=== Begin Enclosure ===
//! Browser implementation backed by `web-sys`

use std::future::Future;
use std::time::Duration;

use gloo_timers::callback::Timeout;
use wasm_bindgen::JsCast;
use wasm_bindgen::prelude::*;
use wasm_bindgen_futures::JsFuture;

use super::{FetchResponse, Position, Rect, StorageArea, Target, WindowSize};
use crate::error::HookError;
use crate::hooks::fetch::FetchOptions;
use crate::hooks::geolocation::GeolocationOptions;

/// A DOM element
pub type Element = web_sys::Element;

fn describe(value: JsValue) -> String {
	if let Some(error) = value.dyn_ref::<js_sys::Error>() {
		return String::from(error.message());
	}
	value
		.as_string()
		.or_else(|| js_sys::JSON::stringify(&value).ok().and_then(|s| s.as_string()))
		.unwrap_or_else(|| format!("{value:?}"))
}

fn js_error(value: JsValue) -> HookError {
	HookError::Js(describe(value))
}

fn window() -> Result<web_sys::Window, HookError> {
	web_sys::window().ok_or(HookError::Unavailable("window"))
}

fn document() -> Result<web_sys::Document, HookError> {
	window()?.document().ok_or(HookError::Unavailable("document"))
}

/// Whether `child` is `parent` or one of its descendants
pub fn element_contains(parent: &Element, child: &Element) -> bool {
	parent.contains(Some(child.as_ref()))
}

/// A dispatched DOM event
#[derive(Debug, Clone)]
pub struct Event(web_sys::Event);

impl Event {
	/// The event type, like `Event.type`
	pub fn kind(&self) -> String {
		self.0.type_()
	}

	/// The element the event was dispatched to, if it was an element
	pub fn target_element(&self) -> Option<Element> {
		self.0
			.target()
			.and_then(|target| target.dyn_into::<web_sys::Element>().ok())
	}

	/// The underlying `web_sys::Event`
	pub fn inner(&self) -> &web_sys::Event {
		&self.0
	}
}

/// A registered event listener. Dropping it removes the listener.
#[must_use = "dropping a Listener removes it immediately"]
pub struct Listener {
	target: web_sys::EventTarget,
	event: String,
	closure: Closure<dyn FnMut(web_sys::Event)>,
}

impl core::fmt::Debug for Listener {
	fn fmt(&self, f: &mut core::fmt::Formatter<'_>) -> core::fmt::Result {
		f.debug_struct("Listener").field("event", &self.event).finish()
	}
}

impl Drop for Listener {
	fn drop(&mut self) {
		let _ = self
			.target
			.remove_event_listener_with_callback(&self.event, self.closure.as_ref().unchecked_ref());
	}
}

fn listen_on(
	target: web_sys::EventTarget,
	event: &str,
	mut handler: impl FnMut(web_sys::Event) + 'static,
) -> Result<Listener, HookError> {
	let closure = Closure::<dyn FnMut(web_sys::Event)>::new(move |e: web_sys::Event| handler(e));
	target
		.add_event_listener_with_callback(event, closure.as_ref().unchecked_ref())
		.map_err(js_error)?;
	Ok(Listener {
		target,
		event: event.to_string(),
		closure,
	})
}

/// Adds an event listener to `target`.
pub fn listen(
	target: &Target,
	event: &str,
	mut handler: impl FnMut(Event) + 'static,
) -> Result<Listener, HookError> {
	let target: web_sys::EventTarget = match target {
		Target::Window => window()?.into(),
		Target::Document => document()?.into(),
		Target::Element(element) => element.clone().into(),
	};
	listen_on(target, event, move |e| handler(Event(e)))
}

/// A pending `setTimeout`. Dropping the handle clears the timeout.
#[must_use = "dropping a TimeoutHandle clears the timeout"]
#[derive(Debug)]
pub struct TimeoutHandle {
	_timeout: Timeout,
}

impl TimeoutHandle {
	/// Clears the timeout, like `clearTimeout`.
	pub fn cancel(self) {}
}

/// Runs `callback` once `delay` has elapsed.
pub fn set_timeout(delay: Duration, callback: impl FnOnce() + 'static) -> TimeoutHandle {
	let millis = u32::try_from(delay.as_millis()).unwrap_or(u32::MAX);
	TimeoutHandle {
		_timeout: Timeout::new(millis, callback),
	}
}

/// `Date.now()`
pub fn now_ms() -> f64 {
	js_sys::Date::now()
}

thread_local! {
	static SCHEDULER_INSTALLED: core::cell::Cell<bool> = const { core::cell::Cell::new(false) };
}

/// Routes passive effect flushes through the microtask queue. Idempotent.
pub(crate) fn install_scheduler() {
	if SCHEDULER_INSTALLED.with(|installed| installed.replace(true)) {
		return;
	}
	hookshelf_reactive::set_scheduler(|flush| {
		wasm_bindgen_futures::spawn_local(async move { flush() });
	});
}

/// Spawns a future on the browser's microtask queue.
pub fn spawn_local(future: impl Future<Output = ()> + 'static) {
	wasm_bindgen_futures::spawn_local(future);
}

/// Current window inner size
pub fn window_size() -> WindowSize {
	let Ok(window) = window() else {
		return WindowSize::default();
	};
	let read = |value: Result<JsValue, JsValue>| value.ok().and_then(|v| v.as_f64()).unwrap_or(0.0);
	WindowSize {
		width: read(window.inner_width()),
		height: read(window.inner_height()),
	}
}

/// `navigator.onLine`
pub fn is_online() -> bool {
	window().map(|w| w.navigator().on_line()).unwrap_or(true)
}

/// A `MediaQueryList`
#[derive(Debug, Clone)]
pub struct MediaQuery(web_sys::MediaQueryList);

impl MediaQuery {
	/// Whether the query currently matches
	pub fn matches(&self) -> bool {
		self.0.matches()
	}

	/// Calls `handler` with the new match state on every `change` event.
	pub fn on_change(&self, mut handler: impl FnMut(bool) + 'static) -> Result<Listener, HookError> {
		let list = self.0.clone();
		listen_on(self.0.clone().into(), "change", move |_| handler(list.matches()))
	}
}

/// `window.matchMedia(query)`
pub fn match_media(query: &str) -> Result<MediaQuery, HookError> {
	window()?
		.match_media(query)
		.map_err(js_error)?
		.map(MediaQuery)
		.ok_or(HookError::Unavailable("window.matchMedia"))
}

fn storage(area: StorageArea) -> Result<web_sys::Storage, HookError> {
	let window = window()?;
	let storage = match area {
		StorageArea::Local => window.local_storage(),
		StorageArea::Session => window.session_storage(),
	};
	storage
		.map_err(|e| HookError::Storage(describe(e)))?
		.ok_or(HookError::Unavailable(area.as_str()))
}

/// `storage.getItem(key)`
pub fn storage_get(area: StorageArea, key: &str) -> Result<Option<String>, HookError> {
	storage(area)?
		.get_item(key)
		.map_err(|e| HookError::Storage(describe(e)))
}

/// `storage.setItem(key, value)`
pub fn storage_set(area: StorageArea, key: &str, value: &str) -> Result<(), HookError> {
	storage(area)?
		.set_item(key, value)
		.map_err(|e| HookError::Storage(describe(e)))
}

/// `storage.removeItem(key)`
pub fn storage_remove(area: StorageArea, key: &str) -> Result<(), HookError> {
	storage(area)?
		.remove_item(key)
		.map_err(|e| HookError::Storage(describe(e)))
}

fn html_document() -> Result<web_sys::HtmlDocument, HookError> {
	document()?
		.dyn_into::<web_sys::HtmlDocument>()
		.map_err(|_| HookError::Unavailable("HTMLDocument"))
}

/// `document.cookie` (read)
pub fn document_cookie() -> Result<String, HookError> {
	html_document()?.cookie().map_err(js_error)
}

/// `document.cookie = cookie` (write)
pub fn set_document_cookie(cookie: &str) -> Result<(), HookError> {
	html_document()?.set_cookie(cookie).map_err(js_error)
}

/// `navigator.clipboard.writeText(text)`
pub async fn write_clipboard(text: String) -> Result<(), HookError> {
	let navigator = window()?.navigator();
	let clipboard =
		js_sys::Reflect::get(&navigator, &JsValue::from_str("clipboard")).map_err(js_error)?;
	if clipboard.is_undefined() {
		return Err(HookError::Unavailable("navigator.clipboard"));
	}
	let write_text = js_sys::Reflect::get(&clipboard, &JsValue::from_str("writeText"))
		.map_err(js_error)?
		.dyn_into::<js_sys::Function>()
		.map_err(|_| HookError::Unavailable("navigator.clipboard.writeText"))?;
	let promise = write_text
		.call1(&clipboard, &JsValue::from_str(&text))
		.map_err(|e| HookError::Clipboard(describe(e)))?
		.dyn_into::<js_sys::Promise>()
		.map_err(js_error)?;
	JsFuture::from(promise)
		.await
		.map(|_| ())
		.map_err(|e| HookError::Clipboard(describe(e)))
}

/// An active `watchPosition`. Dropping it calls `clearWatch`.
#[must_use = "dropping a PositionWatch clears the watch"]
pub struct PositionWatch {
	geolocation: web_sys::Geolocation,
	id: i32,
	_on_position: Closure<dyn FnMut(web_sys::GeolocationPosition)>,
	_on_error: Closure<dyn FnMut(web_sys::GeolocationPositionError)>,
}

impl core::fmt::Debug for PositionWatch {
	fn fmt(&self, f: &mut core::fmt::Formatter<'_>) -> core::fmt::Result {
		f.debug_struct("PositionWatch").field("id", &self.id).finish()
	}
}

impl Drop for PositionWatch {
	fn drop(&mut self) {
		self.geolocation.clear_watch(self.id);
	}
}

/// `navigator.geolocation.watchPosition(success, error, options)`
pub fn watch_position(
	options: &GeolocationOptions,
	mut on_position: impl FnMut(Position) + 'static,
	mut on_error: impl FnMut(HookError) + 'static,
) -> Result<PositionWatch, HookError> {
	let geolocation = window()?
		.navigator()
		.geolocation()
		.map_err(|_| HookError::Unavailable("navigator.geolocation"))?;

	let js_options = web_sys::PositionOptions::new();
	js_options.set_enable_high_accuracy(options.enable_high_accuracy);
	if let Some(maximum_age) = options.maximum_age {
		js_options.set_maximum_age(maximum_age);
	}
	if let Some(timeout) = options.timeout {
		js_options.set_timeout(timeout);
	}

	let success = Closure::<dyn FnMut(web_sys::GeolocationPosition)>::new(
		move |position: web_sys::GeolocationPosition| {
			let coords = position.coords();
			on_position(Position {
				latitude: coords.latitude(),
				longitude: coords.longitude(),
				accuracy: coords.accuracy(),
				altitude: coords.altitude(),
				altitude_accuracy: coords.altitude_accuracy(),
				heading: coords.heading(),
				speed: coords.speed(),
				timestamp: position.timestamp(),
			});
		},
	);
	let error = Closure::<dyn FnMut(web_sys::GeolocationPositionError)>::new(
		move |error: web_sys::GeolocationPositionError| {
			on_error(HookError::Geolocation {
				code: error.code(),
				message: error.message(),
			});
		},
	);

	let id = geolocation
		.watch_position_with_error_callback_and_options(
			success.as_ref().unchecked_ref(),
			Some(error.as_ref().unchecked_ref()),
			&js_options,
		)
		.map_err(js_error)?;

	Ok(PositionWatch {
		geolocation,
		id,
		_on_position: success,
		_on_error: error,
	})
}

/// An `IntersectionObserver` observing one element. Dropping it disconnects.
#[must_use = "dropping an IntersectionWatch disconnects the observer"]
pub struct IntersectionWatch {
	observer: web_sys::IntersectionObserver,
	_callback: Closure<dyn FnMut(js_sys::Array)>,
}

impl Drop for IntersectionWatch {
	fn drop(&mut self) {
		self.observer.disconnect();
	}
}

/// Observes `element` and reports `isIntersecting` on every change.
pub fn observe_intersection(
	element: &Element,
	root_margin: &str,
	mut on_change: impl FnMut(bool) + 'static,
) -> Result<IntersectionWatch, HookError> {
	let callback = Closure::<dyn FnMut(js_sys::Array)>::new(move |entries: js_sys::Array| {
		let latest = entries
			.iter()
			.filter_map(|entry| entry.dyn_into::<web_sys::IntersectionObserverEntry>().ok())
			.last();
		if let Some(entry) = latest {
			on_change(entry.is_intersecting());
		}
	});
	let init = web_sys::IntersectionObserverInit::new();
	init.set_root_margin(root_margin);
	let observer =
		web_sys::IntersectionObserver::new_with_options(callback.as_ref().unchecked_ref(), &init)
			.map_err(js_error)?;
	observer.observe(element);
	Ok(IntersectionWatch {
		observer,
		_callback: callback,
	})
}

/// A `ResizeObserver` observing one element. Dropping it disconnects.
#[must_use = "dropping a ResizeWatch disconnects the observer"]
pub struct ResizeWatch {
	observer: web_sys::ResizeObserver,
	_callback: Closure<dyn FnMut(js_sys::Array)>,
}

impl Drop for ResizeWatch {
	fn drop(&mut self) {
		self.observer.disconnect();
	}
}

/// Observes `element` and reports its bounding box whenever it resizes.
pub fn observe_size(
	element: &Element,
	mut on_resize: impl FnMut(Rect) + 'static,
) -> Result<ResizeWatch, HookError> {
	let observed = element.clone();
	let callback = Closure::<dyn FnMut(js_sys::Array)>::new(move |_entries: js_sys::Array| {
		let rect = observed.get_bounding_client_rect();
		on_resize(Rect::new(rect.x(), rect.y(), rect.width(), rect.height()));
	});
	let observer =
		web_sys::ResizeObserver::new(callback.as_ref().unchecked_ref()).map_err(js_error)?;
	observer.observe(element);
	Ok(ResizeWatch {
		observer,
		_callback: callback,
	})
}

/// Appends a `<script src=url>` to the document and waits for `load` or `error`.
pub async fn load_script(url: String) -> Result<(), HookError> {
	let document = document()?;
	let script = document
		.create_element("script")
		.map_err(js_error)?
		.dyn_into::<web_sys::HtmlScriptElement>()
		.map_err(|_| HookError::Unavailable("HTMLScriptElement"))?;
	script.set_src(&url);
	script.set_async(true);

	let settled = js_sys::Promise::new(&mut |resolve, reject| {
		script.set_onload(Some(&resolve));
		script.set_onerror(Some(&reject));
	});

	let parent = document
		.body()
		.ok_or(HookError::Unavailable("document.body"))?;
	parent.append_child(&script).map_err(js_error)?;

	JsFuture::from(settled)
		.await
		.map(|_| ())
		.map_err(|_| HookError::Script(url))
}

/// `document.body`
pub fn body() -> Option<Element> {
	document().ok()?.body().map(Into::into)
}

/// `document.body.classList.toggle(class, enabled)`
pub fn set_body_class(class: &str, enabled: bool) -> Result<(), HookError> {
	let body = document()?
		.body()
		.ok_or(HookError::Unavailable("document.body"))?;
	body.class_list()
		.toggle_with_force(class, enabled)
		.map(|_| ())
		.map_err(js_error)
}

/// Performs a single HTTP request.
pub async fn fetch(url: String, options: FetchOptions) -> Result<FetchResponse, HookError> {
	let method = reqwest::Method::from_bytes(options.method.as_bytes())
		.map_err(|e| HookError::Network(e.to_string()))?;
	let mut request = reqwest::Client::new().request(method, &url);
	for (name, value) in &options.headers {
		request = request.header(name.as_str(), value.as_str());
	}
	if let Some(body) = options.body {
		request = request.body(body);
	}
	let response = request
		.send()
		.await
		.map_err(|e| HookError::Network(e.to_string()))?;
	let status = response.status().as_u16();
	let body = response
		.text()
		.await
		.map_err(|e| HookError::Network(e.to_string()))?;
	Ok(FetchResponse { status, body })
}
=== End Enclosure ===
▶ _WHAT THE TASK REQUIRES_: What lines in the listing above hold the string "reqwest"? List them.

▶ _OUTPUT FOR THIS TASK_:
	let method = reqwest::Method::from_bytes(options.method.as_bytes())
	let mut request = reqwest::Client::new().request(method, &url);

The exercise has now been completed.